Consistent Attack: Universal Adversarial Perturbation on Embodied Vision Navigation

Embodied agents in vision navigation coupled with deep neural networks have attracted increasing attention. However, deep neural networks are vulnerable to malicious adversarial noises, which may potentially cause catastrophic failures in Embodied Vision Navigation. Among these adversarial noises, universal adversarial perturbations (UAP), i.e., the image-agnostic perturbation applied on each frame received by the agent, are more critical for Embodied Vision Navigation since they are computation-efficient and application-practical during the attack. However, existing UAP methods do not consider the system dynamics of Embodied Vision Navigation.
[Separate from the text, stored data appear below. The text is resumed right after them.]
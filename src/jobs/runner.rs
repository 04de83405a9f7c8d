//! # Ejecución de SEG3D_CMD
//! src/jobs/runner.rs
//!
//! Renderiza la plantilla, la ejecuta con `sh -c` y verifica que el `.glb`
//! exista. Cualquier fallo se devuelve como `RunError` y el manager lo
//! registra como mensaje del job.

use crate::error::RunError;
use crate::jobs::command;
use nix::sys::signal::{killpg, Signal};
use nix::unistd::Pid;
use std::io::Read;
use std::os::unix::process::CommandExt;
use std::path::Path;
use std::process::{Child, Command, ExitStatus, Output, Stdio};
use std::thread::{self, JoinHandle};
use std::time::{Duration, Instant};

/// Intervalo de sondeo del proceso cuando hay timeout
const POLL_INTERVAL: Duration = Duration::from_millis(100);

/// Texto cuando el comando falla sin escribir nada
pub const GENERIC_FAILURE: &str = "Seg3D command failed";

/// Ejecutor del comando externo
#[derive(Debug, Clone)]
pub struct Seg3dRunner {
    template: Option<String>,
    timeout: Option<Duration>,
}

impl Seg3dRunner {
    /// `timeout_secs == 0` desactiva el timeout
    pub fn new(template: Option<String>, timeout_secs: u64) -> Self {
        Self {
            template,
            timeout: (timeout_secs > 0).then(|| Duration::from_secs(timeout_secs)),
        }
    }

    /// Comando final para un job, o error si no hay plantilla
    pub fn command_for(&self, input_dir: &Path, output_glb: &Path) -> Result<String, RunError> {
        let template = self
            .template
            .as_deref()
            .filter(|t| !t.trim().is_empty())
            .ok_or(RunError::MissingCommand)?;

        let input_dir = input_dir.to_string_lossy();
        let output_glb = output_glb.to_string_lossy();
        command::render(
            template,
            &[("input_dir", input_dir.as_ref()), ("output_glb", output_glb.as_ref())],
        )
    }

    /// Ejecuta el comando capturando stdout/stderr
    pub fn run(&self, input_dir: &Path, output_glb: &Path) -> Result<(), RunError> {
        let cmd = self.command_for(input_dir, output_glb)?;
        tracing::debug!(command = %cmd, "spawning SEG3D_CMD");

        let output = self.execute(&cmd)?;
        if !output.status.success() {
            tracing::debug!(exit_code = ?output.status.code(), "SEG3D_CMD exited with failure");
            return Err(RunError::CommandFailed(failure_text(&output)));
        }

        if !output_glb.exists() {
            return Err(RunError::MissingOutput);
        }

        Ok(())
    }

    /// Ejecuta el comando heredando stdio (binario `seg3d-run`)
    pub fn run_inherited(&self, input_dir: &Path, output_glb: &Path) -> Result<(), RunError> {
        let cmd = self.command_for(input_dir, output_glb)?;
        let mut child = self.shell(&cmd).spawn()?;

        let status = self.wait(&mut child)?;
        if !status.success() {
            return Err(RunError::CommandFailed(GENERIC_FAILURE.to_string()));
        }
        Ok(())
    }

    /// `sh -c cmd`; con timeout el shell abre su propio grupo de procesos
    fn shell(&self, cmd: &str) -> Command {
        let mut command = Command::new("sh");
        command.arg("-c").arg(cmd);
        if self.timeout.is_some() {
            command.process_group(0);
        }
        command
    }

    fn execute(&self, cmd: &str) -> Result<Output, RunError> {
        let mut child = self
            .shell(cmd)
            .stdin(Stdio::null())
            .stdout(Stdio::piped())
            .stderr(Stdio::piped())
            .spawn()?;

        // Los pipes se vacían en paralelo para que el hijo no se bloquee
        let stdout = drain(child.stdout.take());
        let stderr = drain(child.stderr.take());

        // Si hay timeout los lectores quedan sueltos
        let status = self.wait(&mut child)?;

        Ok(Output {
            status,
            stdout: stdout.join().unwrap_or_default(),
            stderr: stderr.join().unwrap_or_default(),
        })
    }

    /// Espera al hijo; al vencer el timeout mata todo su grupo
    fn wait(&self, child: &mut Child) -> Result<ExitStatus, RunError> {
        let Some(timeout) = self.timeout else {
            return Ok(child.wait()?);
        };

        let start = Instant::now();
        loop {
            if let Some(status) = child.try_wait()? {
                return Ok(status);
            }
            if start.elapsed() >= timeout {
                kill_group(child);
                return Err(RunError::Timeout(timeout.as_secs()));
            }
            thread::sleep(POLL_INTERVAL);
        }
    }
}

/// SIGKILL al grupo del shell (el shell y todo lo que haya lanzado)
fn kill_group(child: &mut Child) {
    let pgid = Pid::from_raw(child.id() as i32);
    if let Err(errno) = killpg(pgid, Signal::SIGKILL) {
        tracing::warn!(pid = child.id(), %errno, "failed to kill process group");
        let _ = child.kill();
    }
    let _ = child.wait();
}

/// Lee un pipe completo en un thread aparte
fn drain<R: Read + Send + 'static>(pipe: Option<R>) -> JoinHandle<Vec<u8>> {
    thread::spawn(move || {
        let mut buf = Vec::new();
        if let Some(mut pipe) = pipe {
            let _ = pipe.read_to_end(&mut buf);
        }
        buf
    })
}

/// stderr, si no stdout, si no el texto genérico
fn failure_text(output: &Output) -> String {
    [&output.stderr, &output.stdout]
        .into_iter()
        .find(|bytes| !bytes.is_empty())
        .map(|bytes| String::from_utf8_lossy(bytes).into_owned())
        .unwrap_or_else(|| GENERIC_FAILURE.to_string())
}

#[cfg(test)]
mod tests {
    use super::*;
    use std::fs;
    use tempfile::TempDir;

    fn dirs() -> (TempDir, std::path::PathBuf, std::path::PathBuf) {
        let tmp = TempDir::new().unwrap();
        let input = tmp.path().join("images");
        fs::create_dir_all(&input).unwrap();
        fs::write(input.join("a.jpg"), b"jpeg").unwrap();
        let output = tmp.path().join("out.glb");
        (tmp, input, output)
    }

    #[test]
    fn test_missing_command() {
        let (_tmp, input, output) = dirs();
        let err = Seg3dRunner::new(None, 0).run(&input, &output).unwrap_err();
        assert!(matches!(err, RunError::MissingCommand));

        let err = Seg3dRunner::new(Some("   ".to_string()), 0)
            .run(&input, &output)
            .unwrap_err();
        assert!(matches!(err, RunError::MissingCommand));
    }

    #[test]
    fn test_success_creates_output() {
        let (_tmp, input, output) = dirs();
        let runner = Seg3dRunner::new(Some("cp {input_dir}/a.jpg {output_glb}".to_string()), 0);

        runner.run(&input, &output).unwrap();
        assert_eq!(fs::read(&output).unwrap(), b"jpeg");
    }

    #[test]
    fn test_failure_prefers_stderr() {
        let (_tmp, input, output) = dirs();
        let runner = Seg3dRunner::new(Some("echo out; echo bad >&2; exit 2".to_string()), 0);

        let err = runner.run(&input, &output).unwrap_err();
        assert_eq!(err.to_string(), "bad\n");
    }

    #[test]
    fn test_failure_falls_back_to_stdout() {
        let (_tmp, input, output) = dirs();
        let runner = Seg3dRunner::new(Some("echo only-stdout; exit 1".to_string()), 0);

        let err = runner.run(&input, &output).unwrap_err();
        assert_eq!(err.to_string(), "only-stdout\n");
    }

    #[test]
    fn test_silent_failure_generic_message() {
        let (_tmp, input, output) = dirs();
        let runner = Seg3dRunner::new(Some("exit 7".to_string()), 0);

        let err = runner.run(&input, &output).unwrap_err();
        assert_eq!(err.to_string(), GENERIC_FAILURE);
    }

    #[test]
    fn test_success_without_output_file() {
        let (_tmp, input, output) = dirs();
        let runner = Seg3dRunner::new(Some("true".to_string()), 0);

        let err = runner.run(&input, &output).unwrap_err();
        assert_eq!(err.to_string(), "Output .glb was not created");
    }

    #[test]
    fn test_template_error_is_reported() {
        let (_tmp, input, output) = dirs();
        let runner = Seg3dRunner::new(Some("run {weights}".to_string()), 0);

        let err = runner.run(&input, &output).unwrap_err();
        assert_eq!(err.to_string(), "unknown placeholder 'weights' in SEG3D_CMD");
    }

    #[test]
    fn test_timeout_kills_command() {
        let (_tmp, input, output) = dirs();
        let runner = Seg3dRunner::new(Some("sleep 5".to_string()), 1);

        let start = Instant::now();
        let err = runner.run(&input, &output).unwrap_err();

        assert!(matches!(err, RunError::Timeout(1)));
        assert!(start.elapsed() < Duration::from_secs(4));
    }

    #[test]
    fn test_timeout_kills_nested_programs() {
        let (_tmp, input, output) = dirs();
        let runner = Seg3dRunner::new(
            Some("sh -c 'sleep 2; touch {output_glb}'; true".to_string()),
            1,
        );

        let err = runner.run(&input, &output).unwrap_err();
        assert!(matches!(err, RunError::Timeout(1)));

        thread::sleep(Duration::from_secs(3));
        assert!(!output.exists());
    }

    #[test]
    fn test_run_inherited_timeout() {
        let (_tmp, input, output) = dirs();
        let runner = Seg3dRunner::new(Some("sleep 5".to_string()), 1);

        let start = Instant::now();
        let err = runner.run_inherited(&input, &output).unwrap_err();

        assert!(matches!(err, RunError::Timeout(1)));
        assert!(start.elapsed() < Duration::from_secs(4));
    }

    #[test]
    fn test_run_with_timeout_that_is_not_reached() {
        let (_tmp, input, output) = dirs();
        let runner = Seg3dRunner::new(Some("cp {input_dir}/a.jpg {output_glb}".to_string()), 5);

        runner.run(&input, &output).unwrap();
        runner.run_inherited(&input, &output).unwrap();
        assert_eq!(fs::read(&output).unwrap(), b"jpeg");
    }

    #[test]
    fn test_run_inherited() {
        let (_tmp, input, output) = dirs();
        let ok = Seg3dRunner::new(Some("cp {input_dir}/a.jpg {output_glb}".to_string()), 0);
        ok.run_inherited(&input, &output).unwrap();
        assert!(output.exists());

        let bad = Seg3dRunner::new(Some("exit 1".to_string()), 0);
        let err = bad.run_inherited(&input, &output).unwrap_err();
        assert_eq!(err.to_string(), GENERIC_FAILURE);
    }
}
For extending UAP in the sequential decision setting, we formulate the disturbed environment under the universal noise $\delta$, as a $\delta$-disturbed Markov Decision Process ($\delta$-MDP). Based on the formulation, we analyze the properties of $\delta$-MDP and propose two novel Consistent Attack methods for attacking Embodied agents, which first consider the dynamic of the MDP by estimating the disturbed Q function and the disturbed distribution. In spite of victim models, our Consistent Attack can cause a significant drop in the performance for the Goalpoint task in habitat. Extensive experimental results indicate that there exist potential risks for applying Embodied Vision Navigation methods to the real world.